**Work task:** Your response should reproduce every line of the entries that contains the word "update".

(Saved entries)
■ ■ ■

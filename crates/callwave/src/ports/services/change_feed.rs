//! Store Change Feed Port
//!
//! The call record store pushes a notification for every call and batch
//! row update. Consumers (client sync) subscribe and filter by batch.

use serde::{Deserialize, Serialize};
use tokio::sync::broadcast;
use uuid::Uuid;

use crate::domain::{BatchStatus, CallStatus};

/// One row update in the store
#[derive(Debug, Clone, Serialize, Deserialize, PartialEq, Eq)]
#[serde(tag = "table", rename_all = "snake_case")]
pub enum StoreChange {
    Call {
        id: Uuid,
        batch_id: Uuid,
        status: CallStatus,
    },
    Batch {
        id: Uuid,
        status: BatchStatus,
        successful_calls: i32,
        failed_calls: i32,
    },
}

impl StoreChange {
    pub fn batch_id(&self) -> Uuid {
        match self {
            StoreChange::Call { batch_id, .. } => *batch_id,
            StoreChange::Batch { id, .. } => *id,
        }
    }

    /// Whether this change reports the batch reaching completion
    pub fn is_batch_completion(&self) -> bool {
        matches!(
            self,
            StoreChange::Batch {
                status: BatchStatus::Completed,
                ..
            }
        )
    }
}

/// Subscription source for store changes
pub trait ChangeFeed: Send + Sync {
    fn subscribe(&self) -> broadcast::Receiver<StoreChange>;
}
//! Provider Webhook Processor
//!
//! Normalizes an inbound notification, finds the call it belongs to and
//! feeds it through the lifecycle. Never fails: every outcome is something
//! the intake can acknowledge, so the provider stops redelivering.

use chrono::Utc;
use serde_json::Value;
use std::sync::Arc;
use uuid::Uuid;

use callwave::{
    normalize_event, BatchRepository, Call, CallIdentity, CallInput, CallRepository, CallStatus,
    DomainError,
};

use super::{CallLifecycle, LifecycleOutcome};

#[derive(Debug, Clone, PartialEq)]
pub enum WebhookOutcome {
    Applied {
        call_id: Uuid,
        status: CallStatus,
    },
    /// Harmless: unknown shape, unknown call, duplicate or stale event
    Skipped {
        call_id: Option<Uuid>,
        reason: String,
    },
    /// Store failure while handling a valid event
    Failed { reason: String },
}

pub struct WebhookProcessor<C: CallRepository, B: BatchRepository> {
    calls: Arc<C>,
    lifecycle: CallLifecycle<C, B>,
}

impl<C: CallRepository, B: BatchRepository> Clone for WebhookProcessor<C, B> {
    fn clone(&self) -> Self {
        Self {
            calls: self.calls.clone(),
            lifecycle: self.lifecycle.clone(),
        }
    }
}

impl<C: CallRepository, B: BatchRepository> WebhookProcessor<C, B> {
    pub fn new(calls: Arc<C>, lifecycle: CallLifecycle<C, B>) -> Self {
        Self { calls, lifecycle }
    }

    pub async fn process(&self, body: &Value) -> WebhookOutcome {
        let Some(event) = normalize_event(body) else {
            return skipped(None, "no recognizable event type or call identity");
        };

        let Some(input) = CallInput::from_event(&event) else {
            tracing::debug!("Ignoring provider event {}", event.kind);
            return skipped(None, &format!("unhandled event ({})", event.kind));
        };

        let call = match self.resolve(&event.identity).await {
            Ok(Some(call)) => call,
            Ok(None) => {
                let error = DomainError::UnknownCallIdentity(describe(&event.identity));
                tracing::warn!("⚠️  Webhook {} skipped: {}", event.kind, error);
                return skipped(None, &error.to_string());
            }
            Err(e) => {
                tracing::error!("❌ Webhook call lookup failed: {}", e);
                return WebhookOutcome::Failed {
                    reason: e.to_string(),
                };
            }
        };

        let call_id = call.id;
        match self.lifecycle.apply_loaded(call, input, Utc::now()).await {
            Ok(LifecycleOutcome::Applied { call, .. }) => WebhookOutcome::Applied {
                call_id,
                status: call.status,
            },
            Ok(LifecycleOutcome::Skipped { reason, .. }) => {
                tracing::debug!("Webhook {} for call {} skipped: {}", event.kind, call_id, reason);
                skipped(Some(call_id), &reason)
            }
            Err(e) => {
                tracing::error!("❌ Webhook {} for call {} failed: {}", event.kind, call_id, e);
                WebhookOutcome::Failed {
                    reason: e.to_string(),
                }
            }
        }
    }

    /// Internal id, then provider id, then registration number
    async fn resolve(&self, identity: &CallIdentity) -> Result<Option<Call>, DomainError> {
        if let Some(id) = identity.internal_call_id {
            if let Some(call) = self.calls.find_by_id(id).await? {
                return Ok(Some(call));
            }
        }

        if let Some(external_call_id) = identity.external_call_id.as_deref() {
            if let Some(call) = self.calls.find_by_external_id(external_call_id).await? {
                return Ok(Some(call));
            }
        }

        if let Some(reg_no) = identity.reg_no.as_deref() {
            return self.calls.find_latest_open_by_reg_no(reg_no).await;
        }

        Ok(None)
    }
}

fn skipped(call_id: Option<Uuid>, reason: &str) -> WebhookOutcome {
    WebhookOutcome::Skipped {
        call_id,
        reason: reason.to_string(),
    }
}

fn describe(identity: &CallIdentity) -> String {
    let mut parts = Vec::new();
    if let Some(id) = identity.internal_call_id {
        parts.push(format!("call_id={id}"));
    }
    if let Some(id) = &identity.external_call_id {
        parts.push(format!("external_call_id={id}"));
    }
    if let Some(reg_no) = &identity.reg_no {
        parts.push(format!("reg_no={reg_no}"));
    }
    parts.join(", ")
}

■ ■ ■

**Your solution:**
//! row update. Consumers (client sync) subscribe and filter by batch.
/// One row update in the store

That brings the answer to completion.